Your life and career exemplify the urban version of the American legend. Born of immigrant parents, raised on the Lower East Side of Manhattan as the son of the janitor in a slum tenement, you literally learned at your mother's knee about slum housing, racial prejudice, and the economics of supporting a family by peddling crockery out of a pushcart. Few have scratched harder for their schooling. Out of this classical syndrome of unequal opportunity you liberated yourself from what is all too often the manifest destiny of ending in human blight because that was the way life began. Your liberation is not merely an American saga for the example of others; it is the foundation in which a career dedicated to the liberation of all men is grounded. Today as the senior Senator from New York in what, despite its shortcomings and long talk, is still the pre- eminent deliberative body of the world, you, as "the pros" say, are "the compleat Senator" who does his homework and who in the confidence of his own very individual convictions and conscience "simply will not be silenced." And that is why this academic community has wanted you with us as one of us on this occasion and why Dartmouth is privileged to make you a member of her family as a lawmaker who deserves to be a Doctor of Laws, honoris causa.
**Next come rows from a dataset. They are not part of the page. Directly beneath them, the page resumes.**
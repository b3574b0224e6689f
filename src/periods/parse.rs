//! Period and instant string grammar

use std::collections::HashMap;
use std::sync::{Mutex, OnceLock};

use super::{DateUnit, Instant, Period};
use crate::errors::PeriodError;

/// Upper bound on interned instants; the table is emptied when it fills up.
const INSTANT_CACHE_CAPACITY: usize = 4096;

static INSTANT_CACHE: OnceLock<Mutex<HashMap<String, Instant>>> = OnceLock::new();

fn instant_cache() -> &'static Mutex<HashMap<String, Instant>> {
    INSTANT_CACHE.get_or_init(|| Mutex::new(HashMap::new()))
}

/// Parse `YYYY`, `YYYY-MM` or `YYYY-MM-DD` into an instant
///
/// Missing month and day default to 1. Results are interned by trimmed source
/// string since the same few instants are parsed on every calculation.
pub fn parse_instant(value: &str) -> Result<Instant, PeriodError> {
    let key = value.trim();
    if let Ok(guard) = instant_cache().lock() {
        if let Some(found) = guard.get(key) {
            return Ok(*found);
        }
    }

    let (_, parsed) = parse_simple(key).ok_or_else(|| {
        PeriodError::Invalid(format!(
            "'{}' is not a valid instant. Instants are described using the 'YYYY-MM-DD' format, for instance '2015-06-15'.",
            value
        ))
    })?;

    if let Ok(mut guard) = instant_cache().lock() {
        if guard.len() >= INSTANT_CACHE_CAPACITY {
            log::debug!("instant cache full at {} entries, clearing", guard.len());
            guard.clear();
        }
        guard.insert(key.to_string(), parsed);
    }
    Ok(parsed)
}

/// Parse a bare date string, returning the unit implied by its precision
fn parse_simple(value: &str) -> Option<(DateUnit, Instant)> {
    let parts: Vec<&str> = value.split('-').collect();
    if parts.is_empty() || parts.len() > 3 {
        return None;
    }
    if parts
        .iter()
        .any(|p| p.is_empty() || !p.chars().all(|c| c.is_ascii_digit()))
    {
        return None;
    }
    let year: i32 = parts[0].parse().ok()?;
    let month: u32 = match parts.get(1) {
        Some(m) => m.parse().ok()?,
        None => 1,
    };
    let day: u32 = match parts.get(2) {
        Some(d) => d.parse().ok()?,
        None => 1,
    };
    let unit = match parts.len() {
        1 => DateUnit::Year,
        2 => DateUnit::Month,
        _ => DateUnit::Day,
    };
    Instant::new(year, month, day).ok().map(|i| (unit, i))
}

/// Parse the period grammar
///
/// Accepts `YYYY`, `YYYY-MM`, `YYYY-MM-DD`, `unit:simple[:size]` and `ETERNITY`.
pub fn parse_period(value: &str) -> Result<Period, PeriodError> {
    let trimmed = value.trim();
    if trimmed.eq_ignore_ascii_case("eternity") {
        return Ok(Period::eternity());
    }

    if let Some((unit, start)) = parse_simple(trimmed) {
        return Ok(Period::new(unit, start, 1));
    }

    if !trimmed.contains(':') {
        return Err(PeriodError::invalid(value, "Unrecognized date format."));
    }

    let components: Vec<&str> = trimmed.split(':').collect();
    if components.len() > 3 {
        return Err(PeriodError::invalid(
            value,
            "A period has at most three ':'-separated components.",
        ));
    }

    let unit: DateUnit = components[0]
        .parse()
        .map_err(|_| PeriodError::invalid(value, "The unit must be one of: day, month, year."))?;
    if unit == DateUnit::Eternity {
        return Err(PeriodError::invalid(
            value,
            "The unit must be one of: day, month, year.",
        ));
    }

    let (base_unit, start) = parse_simple(components[1])
        .ok_or_else(|| PeriodError::invalid(value, "The start of the period is not a valid date."))?;

    // "month:2014" would need to invent a month from a bare year
    if base_unit.weight() > unit.weight() {
        return Err(PeriodError::invalid(
            value,
            &format!(
                "A {} period cannot start from a date given with {} precision.",
                unit, base_unit
            ),
        ));
    }

    let size = match components.get(2) {
        Some(raw) => match raw.parse::<u32>() {
            Ok(n) if n >= 1 => n,
            _ => {
                return Err(PeriodError::invalid(
                    value,
                    "The size must be a positive integer.",
                ))
            }
        },
        None => 1,
    };

    Ok(Period::new(unit, start, size))
}

#[cfg(test)]
mod tests {
    use super::*;

    #[test]
    fn test_simple_periods_round_trip() {
        for s in ["2014", "2014-02", "2014-03-02"] {
            assert_eq!(parse_period(s).unwrap().to_string(), s);
        }
    }

    #[test]
    fn test_explicit_periods() {
        let p = parse_period("year:2014-3:2").unwrap();
        assert_eq!(p.unit(), DateUnit::Year);
        assert_eq!(p.start(), Instant::new(2014, 3, 1).unwrap());
        assert_eq!(p.size(), 2);

        let p = parse_period("month:2014-02:3").unwrap();
        assert_eq!(p.to_string(), "month:2014-02:3");

        let p = parse_period("day:2014-02-03").unwrap();
        assert_eq!(p.to_string(), "2014-02-03");
    }

    #[test]
    fn test_ambiguous_precision_is_rejected() {
        assert!(parse_period("month:2014").is_err());
        assert!(parse_period("day:2014-02").is_err());
    }

    #[test]
    fn test_malformed_periods_are_rejected() {
        assert!(parse_period("year:2014:2:1").is_err());
        assert!(parse_period("week:2014").is_err());
        assert!(parse_period("year:2014:0").is_err());
        assert!(parse_period("year:2014:x").is_err());
        assert!(parse_period("2014-13").is_err());
        assert!(parse_period("hello").is_err());
        assert!(parse_period("eternity:2014").is_err());
    }

    #[test]
    fn test_eternity() {
        assert_eq!(parse_period("ETERNITY").unwrap(), Period::eternity());
        assert_eq!(parse_period("eternity").unwrap(), Period::eternity());
    }

    #[test]
    fn test_instant_cache_returns_equal_values() {
        let a = parse_instant("2031-07-04").unwrap();
        let b = parse_instant("2031-07-04").unwrap();
        assert_eq!(a, b);
        assert!(parse_instant("2031-07-04:2").is_err());
        assert_eq!(parse_instant(" 2031-07-04 ").unwrap(), a);
    }

    #[test]
    fn test_instant_cache_stays_bounded() {
        for day in 0..(INSTANT_CACHE_CAPACITY + 500) {
            let year = 3000 + day / 336;
            let value = format!("{}-{:02}-{:02}", year, day % 12 + 1, day / 12 % 28 + 1);
            parse_instant(&value).unwrap();
            assert!(instant_cache().lock().unwrap().len() <= INSTANT_CACHE_CAPACITY);
        }
    }
}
Today yours is a name known to fame mainly among practitioners and students of international trade policy but if tomorrow world trade supports mankind more fully because it flows more freely your contribution to that outcome will rank with that of any statesman, not excluding that pioneering patron saint of freer trade, America's Cordell Hull. A graduate in law of the University of London and later a member of the faculty at the London School of Economics and Political Science, schooled in foreign affairs as a wartime British diplomat, for nearly a quarter of a century you have personified the rare international civil servant who combines talent, vision, integrity, and the confidence of others in a way that brings nations together in common cause almost in spite of themselves. Throughout the postwar era you have been the principal mediator on behalf of economic sanity in the trade relations of a perilously nationalistic world. Just a year ago this June nearly fifty nations concluded five arduous years of the most significant trade liberalization negotiations ever attempted — the so-called Kennedy Round. Only now is it permissible to say that you were indispensable to this great work, and in appreciative testimony thereof Dartmouth awards you her highest honor, the Doctorate of Laws, honoris causa.
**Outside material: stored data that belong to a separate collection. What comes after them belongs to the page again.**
//! Formula callables

use std::fmt;
use std::sync::Arc;

use crate::arrays::Array;
use crate::errors::Result;
use crate::periods::Period;
use crate::simulation::{FormulaContext, ParametersAt};

type SimpleFn = dyn Fn(&mut FormulaContext<'_>, Period) -> Result<Array> + Send + Sync;
type WithParametersFn =
    dyn Fn(&mut FormulaContext<'_>, Period, &ParametersAt<'_>) -> Result<Array> + Send + Sync;

/// A variable formula, taking either `(ctx, period)` or `(ctx, period, parameters)`
#[derive(Clone)]
pub enum Formula {
    Simple(Arc<SimpleFn>),
    WithParameters(Arc<WithParametersFn>),
}

impl Formula {
    pub fn simple<F>(f: F) -> Self
    where
        F: Fn(&mut FormulaContext<'_>, Period) -> Result<Array> + Send + Sync + 'static,
    {
        Formula::Simple(Arc::new(f))
    }

    pub fn with_parameters<F>(f: F) -> Self
    where
        F: Fn(&mut FormulaContext<'_>, Period, &ParametersAt<'_>) -> Result<Array> + Send + Sync + 'static,
    {
        Formula::WithParameters(Arc::new(f))
    }

    pub fn arity(&self) -> usize {
        match self {
            Formula::Simple(_) => 2,
            Formula::WithParameters(_) => 3,
        }
    }
}

impl fmt::Debug for Formula {
    fn fmt(&self, f: &mut fmt::Formatter<'_>) -> fmt::Result {
        write!(f, "Formula(arity {})", self.arity())
    }
}
//! A small country rule set
//!
//! One person entity and a household with parents and children, a flat
//! income tax, a progressive social security contribution, a basic income
//! and a housing allowance for tenants. Used by the binaries and the tests.

use serde_json::json;

use crate::arrays::{Array, PossibleValues, ValueType};
use crate::entities::{Entity, Role};
use crate::errors::{CalculationError, Result};
use crate::parameters::ParameterNode;
use crate::periods::DateUnit;
use crate::system::TaxBenefitSystem;
use crate::variables::{Formula, InputSplit, Variable};

pub const COUNTRY_VERSION: &str = "1.0.0";

/// Adult age for the basic income
pub const ADULT_AGE: i64 = 18;

pub fn entities() -> Vec<Entity> {
    vec![
        Entity::person("person", "persons").with_label("Person"),
        Entity::group(
            "household",
            "households",
            vec![
                Role::new("parent", Some("parents")).with_max(2),
                Role::new("child", Some("children")),
            ],
        )
        .with_label("Household"),
    ]
}

/// Parameters live under `gov`, which also receives the abolition switches
pub fn parameters() -> Result<ParameterNode> {
    let data = json!({
        "gov": {
            "tax": {
                "income_tax_rate": {
                    "description": "Flat income tax rate",
                    "values": {"2012-01-01": 0.15, "2020-01-01": 0.2}
                },
                "social_security_contribution": {
                    "brackets": [
                        {"threshold": {"2013-01-01": 0.0}, "rate": {"2013-01-01": 0.03}},
                        {"threshold": {"2013-01-01": 6000.0}, "rate": {"2013-01-01": 0.08}},
                        {"threshold": {"2013-01-01": 12000.0}, "rate": {"2013-01-01": 0.1}}
                    ]
                }
            },
            "benefits": {
                "basic_income": {
                    "description": "Monthly basic income for adults",
                    "values": {"2015-12-01": 600.0}
                },
                "housing_allowance": {
                    "description": "Share of the rent paid to tenants",
                    "values": {"2010-01-01": 0.25}
                }
            },
            "indices": {
                "cpi": {"values": {"2018-01-01": 100.0, "2019-01-01": 102.0, "2020-01-01": 103.0}}
            }
        }
    });
    Ok(ParameterNode::from_json("", &data)?)
}

fn housing_occupancy_status() -> Variable {
    Variable::new_enum(
        "housing_occupancy_status",
        "household",
        PossibleValues::new("HousingOccupancyStatus", &["tenant", "owner", "free_lodger", "homeless"]),
        DateUnit::Month,
    )
    .with_label("Legal housing situation of the household")
}

pub fn variables() -> Vec<Variable> {
    vec![
        Variable::new("age", "person", ValueType::Int, DateUnit::Month).with_label("Age in years"),
        Variable::new("salary", "person", ValueType::Float, DateUnit::Month)
            .with_label("Gross salary")
            .with_unit("currency")
            .with_input_split(InputSplit::Divide),
        Variable::new("income_tax", "person", ValueType::Float, DateUnit::Month)
            .with_label("Income tax")
            .with_formula(Formula::with_parameters(|ctx, period, parameters| {
                let salary = ctx.calculate("salary", period)?.to_f64();
                let rate = parameters.at(period.start())?.value("gov.tax.income_tax_rate")?;
                Ok(Array::Float(salary.iter().map(|s| s * rate).collect()))
            })),
        Variable::new("social_security_contribution", "person", ValueType::Float, DateUnit::Month)
            .with_label("Progressive contribution on salaries")
            .with_formula(Formula::with_parameters(|ctx, period, parameters| {
                let salary = ctx.calculate("salary", period)?.to_f64();
                let scale = parameters
                    .at(period.start())?
                    .scale("gov.tax.social_security_contribution")?;
                Ok(Array::Float(scale.calc(&salary)))
            })),
        Variable::new("basic_income", "person", ValueType::Float, DateUnit::Month)
            .with_label("Basic income for adults")
            .with_formula(Formula::with_parameters(|ctx, period, parameters| {
                let age = ctx.calculate("age", period)?.to_f64();
                let amount = parameters.at(period.start())?.value("gov.benefits.basic_income")?;
                Ok(Array::Float(
                    age.iter()
                        .map(|&a| if a >= ADULT_AGE as f64 { amount } else { 0.0 })
                        .collect(),
                ))
            })),
        Variable::new("rent", "household", ValueType::Float, DateUnit::Month)
            .with_label("Rent paid by the household")
            .with_unit("currency"),
        housing_occupancy_status(),
        Variable::new("is_tenant", "household", ValueType::Bool, DateUnit::Month).with_formula(Formula::simple(
            |ctx, period| match ctx.calculate("housing_occupancy_status", period)? {
                Array::Enum(status) => {
                    let tenant = status.possible_values.index_of("tenant");
                    Ok(Array::Bool(status.indices.iter().map(|&i| Some(i) == tenant).collect()))
                }
                other => Err(CalculationError::formula(
                    "is_tenant",
                    format!("expected an enum status, got {:?}", other.value_type()),
                )),
            },
        )),
        Variable::new("housing_allowance", "household", ValueType::Float, DateUnit::Month)
            .with_label("Housing allowance for tenants")
            .defined_for("is_tenant")
            .with_formula(Formula::with_parameters(|ctx, period, parameters| {
                let rent = ctx.calculate("rent", period)?.to_f64();
                let share = parameters.at(period.start())?.value("gov.benefits.housing_allowance")?;
                Ok(Array::Float(rent.iter().map(|r| r * share).collect()))
            })),
        Variable::new("total_taxes", "person", ValueType::Float, DateUnit::Month)
            .with_adds(["income_tax", "social_security_contribution"]),
        Variable::new("disposable_income", "person", ValueType::Float, DateUnit::Month)
            .with_label("Income after taxes and benefits")
            .with_adds(["salary", "basic_income"])
            .with_subtracts(["income_tax", "social_security_contribution"]),
        Variable::new("household_income", "household", ValueType::Float, DateUnit::Month).with_formula(
            Formula::simple(|ctx, period| {
                let mut income = ctx.calculate_for("disposable_income", period, "household")?;
                let allowance = ctx.calculate("housing_allowance", period)?.to_f64();
                if let Array::Float(values) = &mut income {
                    values.iter_mut().zip(allowance).for_each(|(v, a)| *v += a);
                }
                Ok(income)
            }),
        ),
    ]
}

/// The rule set as a ready-to-use system
pub fn tax_benefit_system() -> Result<TaxBenefitSystem> {
    Ok(TaxBenefitSystem::new(entities(), parameters()?, variables())?.with_country_version(COUNTRY_VERSION))
}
You have goneyour Great-aunt Margaret one better: she merely accepted the universe, you preach total immersion in it. And if any doubter should ask whether you really believe in salvation through such immersion you might well respond: "Believe in it? Shucks, I've done it!" True, you call your kind of salvation "comprehensive design," but let's not quibble about words; you are a thinker who literally as well as figuratively rejects all walls — except, of course, those of geodesic dome design — and who believes that only as man "goes for broke" with his mind can he hope from here on out to win any hand in the human game. Few among us (indeed is there one respected other?) would dare say with you, "I made a bargain with myself that I'd discover the principles operative in the universe and turn them over to my fellow man." How far you've gone in keeping that bargain no man today can know for sure, and that of itself is saying an awful lot. A friend of the human future, you as a builder of that future are the first man of the twenty-first, or perhaps even of the twenty-third, century to whom Dartmouth presumes to award her Doctorate of Humane Letters, honoris causa.
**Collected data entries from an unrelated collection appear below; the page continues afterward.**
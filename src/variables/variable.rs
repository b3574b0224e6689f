//! Variable definitions

use std::collections::BTreeMap;
use std::sync::Arc;

use serde::{Deserialize, Serialize};

use super::formula::Formula;
use crate::arrays::{PossibleValues, Scalar, ValueType};
use crate::errors::PeriodError;
use crate::periods::{instant, DateUnit, Instant, Period};

/// How a value relates to time when converting between period units
#[derive(Debug, Clone, Copy, PartialEq, Eq, Default, Serialize, Deserialize)]
#[serde(rename_all = "lowercase")]
pub enum QuantityType {
    /// A level at a point in time, e.g. a balance
    Stock,
    /// An amount accumulated over the period, e.g. earnings
    #[default]
    Flow,
}

/// Conversion used by `calculate_output`
#[derive(Debug, Clone, Copy, PartialEq, Eq, Serialize, Deserialize)]
#[serde(rename_all = "lowercase")]
pub enum OutputMode {
    Add,
    Divide,
}

/// How `set_input` spreads a value given for a coarser period
#[derive(Debug, Clone, Copy, PartialEq, Eq, Serialize, Deserialize)]
#[serde(rename_all = "lowercase")]
pub enum InputSplit {
    /// Every sub-period gets the full value
    Dispatch,
    /// The value is split evenly across sub-periods
    Divide,
}

/// A quantity computed per entity member and period
#[derive(Debug, Clone)]
pub struct Variable {
    pub name: String,

    /// Key of the entity the variable is defined on
    pub entity: String,

    pub value_type: ValueType,
    pub definition_period: DateUnit,
    pub label: Option<String>,
    pub unit: Option<String>,
    pub documentation: Option<String>,
    pub default_value: Scalar,
    pub possible_values: Option<Arc<PossibleValues>>,

    /// Formulas keyed by the instant they take effect
    pub formulas: BTreeMap<Instant, Formula>,

    /// Last day on which the variable applies
    pub end: Option<Instant>,

    /// Variables (or parameter paths) summed when no formula applies
    pub adds: Option<Vec<String>>,
    pub subtracts: Option<Vec<String>>,

    /// Boolean-like variable restricting where the variable is computed
    pub defined_for: Option<String>,

    /// Parameter path used to uprate the latest known value
    pub uprating: Option<String>,

    pub quantity_type: QuantityType,
    pub output_mode: Option<OutputMode>,
    pub input_split: Option<InputSplit>,
    pub is_neutralized: bool,
}

fn type_default(value_type: ValueType) -> Scalar {
    match value_type {
        ValueType::Bool => Scalar::Bool(false),
        ValueType::Int => Scalar::Int(0),
        ValueType::Float => Scalar::Float(0.0),
        ValueType::Str | ValueType::Enum => Scalar::Str(String::new()),
    }
}

impl Variable {
    pub fn new(
        name: impl Into<String>,
        entity: impl Into<String>,
        value_type: ValueType,
        definition_period: DateUnit,
    ) -> Self {
        Self {
            name: name.into(),
            entity: entity.into(),
            value_type,
            definition_period,
            label: None,
            unit: None,
            documentation: None,
            default_value: type_default(value_type),
            possible_values: None,
            formulas: BTreeMap::new(),
            end: None,
            adds: None,
            subtracts: None,
            defined_for: None,
            uprating: None,
            quantity_type: QuantityType::Flow,
            output_mode: None,
            input_split: None,
            is_neutralized: false,
        }
    }

    /// Enum-typed variable; the default is the first item unless overridden
    pub fn new_enum(
        name: impl Into<String>,
        entity: impl Into<String>,
        possible_values: Arc<PossibleValues>,
        definition_period: DateUnit,
    ) -> Self {
        let mut variable = Self::new(name, entity, ValueType::Enum, definition_period);
        variable.default_value = Scalar::Str(possible_values.items.first().cloned().unwrap_or_default());
        variable.possible_values = Some(possible_values);
        variable
    }

    pub fn with_label(mut self, label: impl Into<String>) -> Self {
        self.label = Some(label.into());
        self
    }

    pub fn with_unit(mut self, unit: impl Into<String>) -> Self {
        self.unit = Some(unit.into());
        self
    }

    pub fn with_default(mut self, value: impl Into<Scalar>) -> Self {
        self.default_value = value.into();
        self
    }

    /// Formula applying from the beginning of time
    pub fn with_formula(mut self, formula: Formula) -> Self {
        self.formulas.insert(Instant::MIN, formula);
        self
    }

    /// Formula applying from `start` until the next formula or the variable's end
    pub fn with_formula_from(mut self, start: &str, formula: Formula) -> Result<Self, PeriodError> {
        self.formulas.insert(instant(start)?, formula);
        Ok(self)
    }

    pub fn with_end(mut self, end: &str) -> Result<Self, PeriodError> {
        self.end = Some(instant(end)?);
        Ok(self)
    }

    pub fn with_adds<S: Into<String>>(mut self, components: impl IntoIterator<Item = S>) -> Self {
        self.adds = Some(components.into_iter().map(Into::into).collect());
        self
    }

    pub fn with_subtracts<S: Into<String>>(mut self, components: impl IntoIterator<Item = S>) -> Self {
        self.subtracts = Some(components.into_iter().map(Into::into).collect());
        self
    }

    pub fn defined_for(mut self, variable: impl Into<String>) -> Self {
        self.defined_for = Some(variable.into());
        self
    }

    pub fn with_uprating(mut self, parameter: impl Into<String>) -> Self {
        self.uprating = Some(parameter.into());
        self
    }

    pub fn stock(mut self) -> Self {
        self.quantity_type = QuantityType::Stock;
        self
    }

    pub fn with_output_mode(mut self, mode: OutputMode) -> Self {
        self.output_mode = Some(mode);
        self
    }

    pub fn with_input_split(mut self, split: InputSplit) -> Self {
        self.input_split = Some(split);
        self
    }

    /// The formula in force at the start of `period`, if any
    pub fn get_formula(&self, period: &Period) -> Option<&Formula> {
        let start = if period.is_eternity() {
            Instant::MAX
        } else {
            period.start()
        };
        if let Some(end) = self.end {
            if start > end {
                return None;
            }
        }
        self.formulas.range(..=start).next_back().map(|(_, f)| f)
    }

    /// No formula and no components: values only come from inputs
    pub fn is_input_variable(&self) -> bool {
        self.formulas.is_empty() && self.adds.is_none() && self.subtracts.is_none()
    }

    pub fn is_eternal(&self) -> bool {
        self.definition_period == DateUnit::Eternity
    }

    /// Copy with all formulas removed, returning the default value everywhere
    pub fn neutralized(&self) -> Self {
        let mut variable = self.clone();
        variable.formulas.clear();
        variable.adds = None;
        variable.subtracts = None;
        variable.is_neutralized = true;
        variable
    }
}

#[cfg(test)]
mod tests {
    use super::*;
    use crate::arrays::Array;
    use crate::periods::period;

    fn constant(value: f64) -> Formula {
        Formula::simple(move |ctx, _| Ok(Array::Float(vec![value; ctx.count()])))
    }

    #[test]
    fn test_formula_windows() {
        let variable = Variable::new("benefit", "person", ValueType::Float, DateUnit::Year)
            .with_formula(constant(1.0))
            .with_formula_from("2016-01-01", constant(2.0))
            .unwrap()
            .with_end("2018-12-31")
            .unwrap();
        let arity_at = |p: &str| variable.get_formula(&period(p).unwrap()).is_some();
        assert!(arity_at("2015"));
        assert!(arity_at("2016"));
        assert!(arity_at("2018"));
        assert!(!arity_at("2019"));
        assert_eq!(variable.formulas.len(), 2);
    }

    #[test]
    fn test_formula_before_first_start() {
        let variable = Variable::new("benefit", "person", ValueType::Float, DateUnit::Year)
            .with_formula_from("2016-01-01", constant(2.0))
            .unwrap();
        assert!(variable.get_formula(&period("2015").unwrap()).is_none());
        assert!(variable.get_formula(&period("2016").unwrap()).is_some());
    }

    #[test]
    fn test_defaults_by_type() {
        let v = Variable::new("flag", "person", ValueType::Bool, DateUnit::Month);
        assert_eq!(v.default_value, Scalar::Bool(false));
        let tenure = PossibleValues::new("Tenure", &["tenant", "owner"]);
        let e = Variable::new_enum("tenure", "household", tenure, DateUnit::Month);
        assert_eq!(e.default_value, Scalar::from("tenant"));
        assert!(e.is_input_variable());
    }

    #[test]
    fn test_neutralized_drops_formulas() {
        let v = Variable::new("tax", "person", ValueType::Float, DateUnit::Year)
            .with_formula(constant(1.0))
            .with_adds(["a"]);
        let n = v.neutralized();
        assert!(n.is_neutralized);
        assert!(n.formulas.is_empty());
        assert!(n.adds.is_none());
    }
}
To be responsible for what millions can know or do not know about their daily lot is to stand at the heart of the democratic process even as for better or for worse it may also be to stand as an .unwitting actor in the ceaseless drama of individual lives. Great heritage and tragic circumstance combined to place this responsibility on you. Our purpose here today is simply to admire your fulfillment of the trust you bear as ohe of the world's most influential merchants of news and opinion in every form. May Dartmouth's Doctorate of Humane Letters, honoris causa, be a witness of appreciation and abiding encouragement to you.
To a minister of the Christian faith Voltaire's Candide can hardly be a favorite gospel, and yet you ar6 today America's foremost apostle of that classic's powerful line: "Work keeps at bay three great evils — boredom, vice, and need." You have taught us by your work that the poisoned leisure of the unemployables is largely the product of an industrial society's unemployed imagination. The sharp prod of your "selective patronage" program helped business leadership realize that a discriminated-against customer can soon be no customer at all and then, as the doors of opportunity slowly opened, you in turn were not slow to realize, as you put it, "that integration without preparation is frustration ... and that preparation has to be education." Out of this newly shared understanding that integration will work and can produce work for those who are prepared, you invented a self-help educational program which works so well for those who want and need it that even that earlier Philadelphia pragmatist, Mr. Franklin, would surely concur in Dartmouth's judgment that you are a Doctor of Divinity whose religion is relevant to the human now as well as the heavenly hereafter.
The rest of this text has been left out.